А потом у Нади, моей взрывной кузины, обнаружили рак, и она стала проходить химиотерапию. Затем Сулле потребовалась операция на позвоночнике, за которой последовал длительный процесс выздоровления. Поездку пришлось бы отложить до июня.
Ничего страшного. У меня еще было время.
И одно дело, которое я должна была сделать для Суллы, прежде чем вернуться.
Добыть для нее подарок, такой же дорогой, как все ее дары мне.
На Кипре мне стало ясно, что семья Паноса не любила Барбару, ту американскую женщину, на которой женился, а потом развелся, а потом снова женился Панос. И развелся опять.
Барбара была «избалованной американской принцессой», как называли они ее. Она устраивала скандалы в ресторанах — шепотом. Отказывалась принимать участие в важных для Паноса делах, когда злилась на него, и так далее.
Каждый раз, когда кто-нибудь из них произносил ее имя — всегда со вздохом, — они делали это так: БАР-ба-ра.
— БАР-ба-ра была трудной! — сказал Авраам, крутя пальцем у виска.
Последнее оскорбление Барбара нанесла тем, что отказалась выполнить просьбу Суллы — привезти на Кипр на похороны Паноса их семейную Библию.
— Если вдруг встретишь ее и увидишь у нее ту Библию — хватай ее! — сказала мне Сулла, отчасти в шутку.
Но я не забыла эти слова. И приняла решение во что бы то ни стало раздобыть ее для Суллы.
А заодно познакомиться с БАР-ба-рой. Панос ведь женился и разводился с ней дважды, так? Это меня заинтриговало. Сильная у них, как видно, была любовь.
Поэтому я написала БАР-ба-ре в Джексонвилл, Флорида, где они с Паносом жили в последнее время. Письмо вернулось нераспечатанным. Тупик. Мне нужна была помощь.
И тут я вспомнила про Пэта Маккенну. Пэт — известный по всей стране детектив, проводил расследования в интересах защиты в процессах по делам О. Дж. Симпсона и Кейси Энтони, обвинявшихся в убийстве, и Уильяма Кеннеди Смита, обвиненного в изнасиловании.

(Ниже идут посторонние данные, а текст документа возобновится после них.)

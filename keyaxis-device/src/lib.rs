//! Analog key device abstraction for keyaxis
//!
//! This crate provides the driver contract the axis mapper reads from:
//!
//! - [`AnalogDevice`] - initialise / read one key / uninitialise
//! - [`MemoryDevice`] - in-process device for simulation and tests
//! - `WootingDevice` - the Wooting analog SDK (behind the `wooting` feature)
//!
//! Readings are normalized key travel in `0.0..=1.0`. A negative reading is
//! an error code from the driver, see [`AnalogResult`].

pub mod error;
pub mod keycode;
pub mod memory;

#[cfg(feature = "wooting")]
pub mod wooting;

pub use error::{AnalogResult, DeviceError};
pub use keycode::KeyCode;
pub use memory::MemoryDevice;

#[cfg(feature = "wooting")]
pub use wooting::WootingDevice;

/// The driver contract - all analog backends implement this
///
/// Calls happen on the host's input thread only, so implementations are
/// free to keep plain mutable state.
pub trait AnalogDevice {
    /// Bring up the driver
    ///
    /// # Returns
    /// Number of analog devices connected (may be 0)
    fn initialize(&mut self) -> Result<usize, DeviceError>;

    /// Read the current travel of one key
    ///
    /// # Returns
    /// Travel in `0.0..=1.0`, or a negative [`AnalogResult`] code on failure
    fn read_analog(&mut self, key: KeyCode) -> f32;

    /// Release the driver. Must be safe to call when not initialized.
    fn uninitialize(&mut self);

    /// Backend name used in log lines
    fn name(&self) -> &str;
}

impl<D: AnalogDevice + ?Sized> AnalogDevice for Box<D> {
    fn initialize(&mut self) -> Result<usize, DeviceError> {
        (**self).initialize()
    }

    fn read_analog(&mut self, key: KeyCode) -> f32 {
        (**self).read_analog(key)
    }

    fn uninitialize(&mut self) {
        (**self).uninitialize()
    }

    fn name(&self) -> &str {
        (**self).name()
    }
}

Я познакомилась с Пэтом лет на десять раньше, когда работала по делу, не получившему такой широкой огласки. Одна мамаша здесь у нас, в Вест-Палм-Бич, оставила своего спящего малыша одного дома, а сама побежала на соседнюю фешенебельную Уорт-авеню покупать себе подарок.
Двухлетний малыш проснулся и пошел купаться в бассейне во дворе дома, где, конечно, и утонул. Журналисты пригвоздили мать к позорному столбу главным образом из-за характера ее покупки.

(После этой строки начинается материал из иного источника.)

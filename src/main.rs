//! keyaxis: analog keyboard to virtual joystick axes
//!
//! Config tooling, a frame-script simulator and, with the `wooting` and
//! `uinput` features, a live run loop.

use anyhow::{bail, Context, Result};
use clap::Parser;
use std::path::{Path, PathBuf};
use std::sync::Arc;
use tracing::info;

use keyaxis::config::AxisTable;
use keyaxis::host::{HostInfo, HostLog, HostLogLevel, RecordingRegistrar, GAME_ID_EUT2};
use keyaxis::plugin::{InitParams, Plugin, INPUT_API_VERSION};
use keyaxis::simulate::{parse_script, run_script};
use keyaxis::MemoryDevice;

mod cli;
use cli::{Cli, Commands};

fn main() -> Result<()> {
    let cli = Cli::parse();

    // Initialize logging
    let filter = tracing_subscriber::EnvFilter::try_from_default_env()
        .unwrap_or_else(|_| tracing_subscriber::EnvFilter::new(&cli.log_level));
    tracing_subscriber::fmt()
        .with_env_filter(filter)
        .with_target(false)
        .init();

    let config_path = cli.config.unwrap_or_else(AxisTable::default_path);

    match cli.command {
        Commands::CheckConfig => check_config(&config_path),
        Commands::InitConfig { force } => init_config(&config_path, force),
        Commands::Simulate { script, host_log } => simulate(config_path, &script, host_log),
        #[cfg(all(feature = "wooting", feature = "uinput", target_os = "linux"))]
        Commands::Run { rate } => run(config_path, rate),
    }
}

fn check_config(path: &Path) -> Result<()> {
    println!("Config: {}", path.display());
    let table = match AxisTable::load(path) {
        Ok(table) => table,
        Err(e) => {
            println!("  {} (defaults would be used)", e);
            AxisTable::with_defaults()
        }
    };

    for (index, axis) in table.iter().enumerate() {
        println!("  axis{}  {}", index + 1, axis);
    }
    Ok(())
}

fn init_config(path: &Path, force: bool) -> Result<()> {
    if path.exists() && !force {
        bail!(
            "{} already exists (use --force to overwrite)",
            path.display()
        );
    }
    AxisTable::with_defaults()
        .save(path)
        .with_context(|| format!("Failed to write {}", path.display()))?;
    println!("Wrote default axis table to {}", path.display());
    Ok(())
}

fn simulate(config_path: PathBuf, script: &Path, host_log: bool) -> Result<()> {
    let text = std::fs::read_to_string(script)
        .with_context(|| format!("Failed to read script {}", script.display()))?;
    let frames = parse_script(&text)?;

    let log: Option<Arc<dyn HostLog>> = if host_log {
        Some(Arc::new(|level: HostLogLevel, line: &str| {
            println!("<{}> {}", level, line);
        }))
    } else {
        None
    };

    let mut registrar = RecordingRegistrar::new();
    let params = InitParams {
        host: HostInfo::new(GAME_ID_EUT2, keyaxis::host::IMPLEMENTED_GAME_VERSION),
        log,
        config_path,
        registrar: &mut registrar,
    };
    let mut plugin = Plugin::init(INPUT_API_VERSION, params, MemoryDevice::new())?;

    let reports = run_script(&mut plugin, &frames);
    let table = plugin.axis_device().table().clone();
    plugin.shutdown();

    for (n, report) in reports.iter().enumerate() {
        if report.events.is_empty() {
            println!("frame {} (line {}): no change", n + 1, report.line);
            continue;
        }
        for event in &report.events {
            let name = table
                .get(event.input_index)
                .map(|axis| axis.display_name.as_str())
                .unwrap_or("?");
            println!(
                "frame {} (line {}): axis{} ({}) = {:.3}",
                n + 1,
                report.line,
                event.input_index + 1,
                name,
                event.value
            );
        }
    }
    info!("Simulated {} frames", reports.len());
    Ok(())
}

#[cfg(all(feature = "wooting", feature = "uinput", target_os = "linux"))]
fn run(config_path: PathBuf, rate: u32) -> Result<()> {
    use keyaxis::host::IMPLEMENTED_GAME_VERSION;
    use keyaxis::uinput::UinputHost;
    use keyaxis_device::WootingDevice;
    use std::sync::atomic::{AtomicBool, Ordering};
    use std::time::Duration;
    use tracing::error;

    if rate == 0 {
        bail!("--rate must be at least 1");
    }

    let running = Arc::new(AtomicBool::new(true));
    let r = Arc::clone(&running);
    ctrlc::set_handler(move || {
        r.store(false, Ordering::SeqCst);
    })
    .context("Failed to set Ctrl+C handler")?;

    let mut host = UinputHost::new();
    let params = InitParams {
        host: HostInfo::new(GAME_ID_EUT2, IMPLEMENTED_GAME_VERSION),
        log: None,
        config_path,
        registrar: &mut host,
    };
    let mut plugin = Plugin::init(INPUT_API_VERSION, params, WootingDevice::new())?;

    if let Some(path) = host.device_path() {
        info!("Device path: {}", path.display());
    }
    info!("Running at {} Hz, Ctrl+C to stop", rate);

    let frame = Duration::from_secs(1) / rate;
    while running.load(Ordering::SeqCst) {
        let events = plugin.poll_frame();
        if let Err(e) = host.apply(&events) {
            error!("{}", e);
            break;
        }
        std::thread::sleep(frame);
    }

    info!("Stopping");
    plugin.shutdown();
    Ok(())
}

Я сама мать и думаю, что не важно, ради чего женщина оставила ребенка одного: чтобы купить чемодан от Луи Вюиттона или пакет молока. Она оставила ребенка. В этом ее преступление.
Когда процесс завершился, Пэт поблагодарил меня за честность.
С тех пор мы с Пэтом почти не встречались. Но в «Фейсбуке» мы друзья, и я послала ему частное сообщение.